Running a function in parallel

I need help getting a function to run in parallel. I want to distribute both data and packages to all workers, see the following example (which doesn’t work):

#Simulated data (n observations, p variables, tr truevariables, sig error)
n, p, q, tr_p1, tr_p2, sig = 1000, 5000, 2, 10, 5, 0.5
X = randn(n, p)
Y = randn(n, q)
B_true1 = [randn(tr_p1)..., zeros(p-tr_p1)...]
B_true2 = [randn(tr_p2)..., zeros(p-tr_p2)...]
y1 = X*B_true1 + sig*randn(n)
y2 = X*B_true2 + sig*randn(n)
Y[:,1] = y1
Y[:,2] = y2

#Initialize 4 workers
using Distributed
@everywhere using StructuredOptimization, Random

@everywhere function l1sep(λ1,λ2)     # opt function with random permutation of train and test data
    cvind = randperm(size(X)[1])
    Ytrain = Y[cvind[1:800],:]
    Ytest = Y[cvind[801:size(X)[1]],:]
    Xtrain = X[cvind[1:800],:]
    Xtest= X[cvind[801:size(X)[1]],:]
    B = Variable(size(X)[2],size(Y)[2])
    @minimize ls(Xtrain*B - Ytrain) + λ1*norm(B[:,1],1) + λ2*norm(B[:,2],1) with ZeroFPR()
    Bhat = copy(~B)
    Ytestpred = Xtest*Bhat
    MSEtest = (0.5*norm(Ytestpred-Ytest,2)^2)/(length(Ytest)*size(X)[2])
    return MSEtest
# Trying to run 4 optimizations in parallel doesn't work
XY = @spawn X,Y
# How to collect MSEtest from the different workers?
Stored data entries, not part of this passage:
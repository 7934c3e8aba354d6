//! JSON Pointer implementation (RFC 6901).
//!
//! Used to report where in a schema a problem sits and to follow
//! same-document `$ref` fragments such as `#/definitions/address`.
//! Segments are `/`-separated, with `~` escaped as `~0` and `/` escaped as `~1`.

use serde_json::Value;

/// Appends a segment to a JSON Pointer path, applying RFC 6901 escaping.
///
/// Escaping rules: `~` -> `~0`, `/` -> `~1`
pub fn push_segment(path: &mut String, segment: &str) {
    path.push('/');
    for c in segment.chars() {
        match c {
            '~' => path.push_str("~0"),
            '/' => path.push_str("~1"),
            other => path.push(other),
        }
    }
}

/// Returns a new JSON Pointer path by appending a segment to the given path.
#[must_use]
pub fn format(path: &str, segment: &str) -> String {
    let mut result: String = path.to_string();
    push_segment(&mut result, segment);
    result
}

/// Reverses RFC 6901 escaping of a single segment. `~1` must be decoded before `~0`.
#[must_use]
pub fn unescape_segment(segment: &str) -> String {
    segment.replace("~1", "/").replace("~0", "~")
}

/// Decodes `%XX` escapes as they appear in URI fragments. Returns `None` on
/// malformed escapes or non-UTF-8 output.
fn percent_decode(fragment: &str) -> Option<String> {
    let bytes: &[u8] = fragment.as_bytes();
    let mut decoded: Vec<u8> = Vec::with_capacity(bytes.len());
    let mut i: usize = 0;
    while i < bytes.len() {
        if bytes[i] == b'%' {
            let hex: &str = fragment.get(i + 1..i + 3)?;
            decoded.push(u8::from_str_radix(hex, 16).ok()?);
            i += 3;
        } else {
            decoded.push(bytes[i]);
            i += 1;
        }
    }
    String::from_utf8(decoded).ok()
}

/// Converts a same-document reference (`#`, `#/definitions/foo`) into a plain
/// JSON Pointer (`""`, `/definitions/foo`). Returns `None` for anything that
/// points outside the current document.
#[must_use]
pub fn from_fragment(reference: &str) -> Option<String> {
    let fragment: &str = reference.strip_prefix('#')?;
    let pointer: String = percent_decode(fragment)?;
    if pointer.is_empty() || pointer.starts_with('/') {
        Some(pointer)
    } else {
        None
    }
}

/// Looks up the value a JSON Pointer designates inside `root`.
#[must_use]
pub fn resolve<'a>(root: &'a Value, pointer: &str) -> Option<&'a Value> {
    if pointer.is_empty() {
        return Some(root);
    }
    let rest: &str = pointer.strip_prefix('/')?;
    let mut current: &Value = root;
    for raw in rest.split('/') {
        let segment: String = unescape_segment(raw);
        current = match current {
            Value::Object(map) => map.get(&segment)?,
            Value::Array(items) => items.get(segment.parse::<usize>().ok()?)?,
            _ => return None,
        };
    }
    Some(current)
}

#[cfg(test)]
mod tests {
    use super::*;
    use serde_json::json;

    #[test]
    fn simple_segment() {
        let mut path = String::new();
        push_segment(&mut path, "foo");
        assert_eq!(path, "/foo");
    }

    #[test]
    fn segment_with_slash_and_tilde() {
        let mut path = String::new();
        push_segment(&mut path, "a/b");
        push_segment(&mut path, "~1");
        assert_eq!(path, "/a~1b/~01");
    }

    #[test]
    fn multiple_segments() {
        let mut path = String::new();
        push_segment(&mut path, "properties");
        push_segment(&mut path, "foo");
        push_segment(&mut path, "items");
        assert_eq!(path, "/properties/foo/items");
    }

    #[test]
    fn format_with_base() {
        assert_eq!(format("/properties", "foo-bar"), "/properties/foo-bar");
    }

    #[test]
    fn root_path_empty_segment_produces_slash() {
        assert_eq!(format("", ""), "/");
    }

    #[test]
    fn unescape_reverses_push_segment() {
        assert_eq!(unescape_segment("~01"), "~1");
        assert_eq!(unescape_segment("a~1b"), "a/b");
    }

    #[test]
    fn fragment_to_pointer() {
        assert_eq!(from_fragment("#").as_deref(), Some(""));
        assert_eq!(
            from_fragment("#/definitions/address").as_deref(),
            Some("/definitions/address")
        );
        assert_eq!(
            from_fragment("#/definitions/street%20name").as_deref(),
            Some("/definitions/street name")
        );
    }

    #[test]
    fn fragment_rejects_external_refs() {
        assert_eq!(from_fragment("other.json#/definitions/a"), None);
        assert_eq!(from_fragment("http://json-schema.org/draft-04/schema#"), None);
        assert_eq!(from_fragment("#anchor"), None);
        assert_eq!(from_fragment("#/bad%zz"), None);
    }

    #[test]
    fn resolve_walks_objects_and_arrays() {
        let doc = json!({
            "definitions": { "a/b": { "type": "string" } },
            "items": [ { "type": "integer" } ]
        });
        assert_eq!(
            resolve(&doc, "/definitions/a~1b"),
            Some(&json!({ "type": "string" }))
        );
        assert_eq!(resolve(&doc, "/items/0/type"), Some(&json!("integer")));
        assert_eq!(resolve(&doc, ""), Some(&doc));
        assert_eq!(resolve(&doc, "/items/7"), None);
        assert_eq!(resolve(&doc, "definitions"), None);
    }
}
I can see that your function calling of pmap is not correct. Here a dummy example that maybe can help you:

using Distributed

@everywhere function foo(a,b)
    aa = a + b*9
    return aa

pmap(x->foo(x[1],x[2]),  [(1,2) (3,4)])

# or
X = [1 3]
Y = [2 4]
XY = [(X[i],Y[i]) for i in 1:length(X)]
pmap(x->foo(x[1],x[2]),  XY)

I’m not sure I follow you, but neither:

pmap(x->l1sep(x[1],x[2]),[Y X])


XY = [(Y[i,:],X[i,:]) for i in 1:size(X)[1]]